Игорь и Алексей молчали. Да и дело уже было сделано, надо было опять хватать Петроченкова на плечи и тащить, как подраненного зверя, в кубрик. Приказ есть приказ. Но по мере того как Осипович завершал бесцеремонное орудование бритвенным станком по лицу Петроченкова, Игорь видел, как на круглые кроличьи, еще испуганные и немигающие, но все больше тускнеющие глаза неудачника накатываются большие прозрачные слезы. Парень не утирал их, как будто руки его были парализованы, или ему, может быть, самому хотелось ощущать свои слезы, чтобы лучше запомнить день и час своего губительного унижения. Игорю в какой-то момент стало невыносимо жаль этого наивного, не готового к предельному напряжению парня, который, он теперь уже точно знал, навсегда потерян и для училища, и для ВДВ. И для армии вообще, потому что армия везде одинакова. И еще Игорь знал, что вместе со своим пресловутым каратэ и множеством иных навыков, приобретенных благодаря натаскиванию за деньги родителей, он сам еще слишком мало совершил волевых актов и слишком долго находился в зоне комфорта. И теперь, как оторвавшийся от дерева лист, он уже начал свое замедленное падение, которое неминуемо закончится ударом о твердую землю. Конечно, этот Петроченков, вполне вероятно, может стать когда-нибудь и где-нибудь авторитетным врачом или видным инженером, но позорный момент своего морального уничтожения все равно запомнит на всю жизнь. Действительно, мысленно подчеркнул Игорь, когда-нибудь и где-нибудь, но не здесь и не сейчас.

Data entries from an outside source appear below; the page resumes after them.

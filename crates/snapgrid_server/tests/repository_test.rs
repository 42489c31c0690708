//! Tests for leaderboard repository operations.

use tempfile::NamedTempFile;

use snapgrid_server::{LeaderboardRepository, NewLeaderboardEntry};

/// Creates a temporary database file with schema applied, returns the file
/// handle (must stay in scope to keep the file alive) and a ready repository.
fn setup_test_db() -> (NamedTempFile, LeaderboardRepository) {
    let db_file = NamedTempFile::new().expect("Failed to create temp file");
    let db_path = db_file.path().to_str().expect("Invalid path").to_string();

    let repo = LeaderboardRepository::new(db_path).expect("Failed to create repository");
    repo.run_migrations().expect("Migrations failed");
    (db_file, repo)
}

fn entry(name: &str, level: i32, moves: i32, time: i32, created_at: &str) -> NewLeaderboardEntry {
    NewLeaderboardEntry::new(name.to_string(), level, moves, time, created_at.to_string())
}

#[test]
fn test_insert_returns_stored_row() {
    let (_db, repo) = setup_test_db();

    let stored = repo
        .insert_entry(entry("Ann", 4, 30, 95, "2026-08-10T10:00:00.000Z"))
        .expect("Insert failed");

    assert!(*stored.id() > 0);
    assert_eq!(stored.name(), "Ann");
    assert_eq!(*stored.level(), 4);
    assert_eq!(*stored.moves(), 30);
    assert_eq!(*stored.time_seconds(), 95);
    assert_eq!(stored.created_at(), "2026-08-10T10:00:00.000Z");
}

#[test]
fn test_ids_increase_with_insertion_order() {
    let (_db, repo) = setup_test_db();

    let first = repo
        .insert_entry(entry("Ann", 4, 30, 95, "2026-08-10T10:00:00.000Z"))
        .expect("Insert failed");
    let second = repo
        .insert_entry(entry("Ben", 4, 28, 99, "2026-08-10T10:00:01.000Z"))
        .expect("Insert failed");

    assert!(second.id() > first.id());
}

#[test]
fn test_top_entries_empty_board() {
    let (_db, repo) = setup_test_db();
    let entries = repo.top_entries(15).expect("Query failed");
    assert!(entries.is_empty());
}

#[test]
fn test_top_entries_ranked_by_moves_first() {
    let (_db, repo) = setup_test_db();

    // Inserted out of order; fewest moves must come back first.
    repo.insert_entry(entry("mid", 4, 30, 10, "2026-08-10T10:00:00.000Z"))
        .expect("Insert failed");
    repo.insert_entry(entry("best", 4, 12, 500, "2026-08-10T10:00:01.000Z"))
        .expect("Insert failed");
    repo.insert_entry(entry("worst", 4, 55, 5, "2026-08-10T10:00:02.000Z"))
        .expect("Insert failed");

    let entries = repo.top_entries(15).expect("Query failed");
    let names: Vec<&str> = entries.iter().map(|e| e.name().as_str()).collect();
    assert_eq!(names, vec!["best", "mid", "worst"]);
}

#[test]
fn test_equal_moves_break_on_time() {
    let (_db, repo) = setup_test_db();

    repo.insert_entry(entry("slower", 4, 20, 80, "2026-08-10T10:00:00.000Z"))
        .expect("Insert failed");
    repo.insert_entry(entry("faster", 4, 20, 45, "2026-08-10T10:00:01.000Z"))
        .expect("Insert failed");

    let entries = repo.top_entries(15).expect("Query failed");
    let names: Vec<&str> = entries.iter().map(|e| e.name().as_str()).collect();
    assert_eq!(names, vec!["faster", "slower"]);
}

#[test]
fn test_exact_ties_break_on_submission_instant() {
    let (_db, repo) = setup_test_db();

    // Same moves and time; the earlier stamp wins even though it was
    // inserted second.
    repo.insert_entry(entry("later", 4, 20, 45, "2026-08-10T10:00:05.250Z"))
        .expect("Insert failed");
    repo.insert_entry(entry("earlier", 4, 20, 45, "2026-08-10T10:00:05.100Z"))
        .expect("Insert failed");

    let entries = repo.top_entries(15).expect("Query failed");
    let names: Vec<&str> = entries.iter().map(|e| e.name().as_str()).collect();
    assert_eq!(names, vec!["earlier", "later"]);
}

#[test]
fn test_top_entries_respects_limit() {
    let (_db, repo) = setup_test_db();

    for i in 0..5 {
        repo.insert_entry(entry(
            &format!("player{i}"),
            4,
            10 + i,
            60,
            &format!("2026-08-10T10:00:0{i}.000Z"),
        ))
        .expect("Insert failed");
    }

    let entries = repo.top_entries(3).expect("Query failed");
    assert_eq!(entries.len(), 3);
    assert_eq!(entries[0].name(), "player0");
    assert_eq!(entries[2].name(), "player2");
}

#[test]
fn test_count_entries() {
    let (_db, repo) = setup_test_db();
    assert_eq!(repo.count_entries().expect("Count failed"), 0);

    repo.insert_entry(entry("Ann", 4, 30, 95, "2026-08-10T10:00:00.000Z"))
        .expect("Insert failed");
    repo.insert_entry(entry("Ben", 3, 12, 40, "2026-08-10T10:00:01.000Z"))
        .expect("Insert failed");

    assert_eq!(repo.count_entries().expect("Count failed"), 2);
}

#[test]
fn test_migrations_are_idempotent() {
    let (_db, repo) = setup_test_db();
    repo.run_migrations().expect("Second run failed");
    assert_eq!(repo.count_entries().expect("Count failed"), 0);
}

Просто он, этот самовлюбленный мальчик, который дефилировал ряженым франтом в своем городе, которого, вероятно, затискивала в объятиях мать, за которым умиленно вздыхали девочки, слишком перебрал в своих тайных мыслях желания выглядеть великолепно, царственно, круто. Слишком сильно замахнулся и в ключевой для броска момент фатально потянул руку. «Не по Сеньке, видать шапка», – вспомнил он своего простоватого и вместе с тем мудрого деда Фомича из такого же глухого, как и он сам, украинского села Межирич.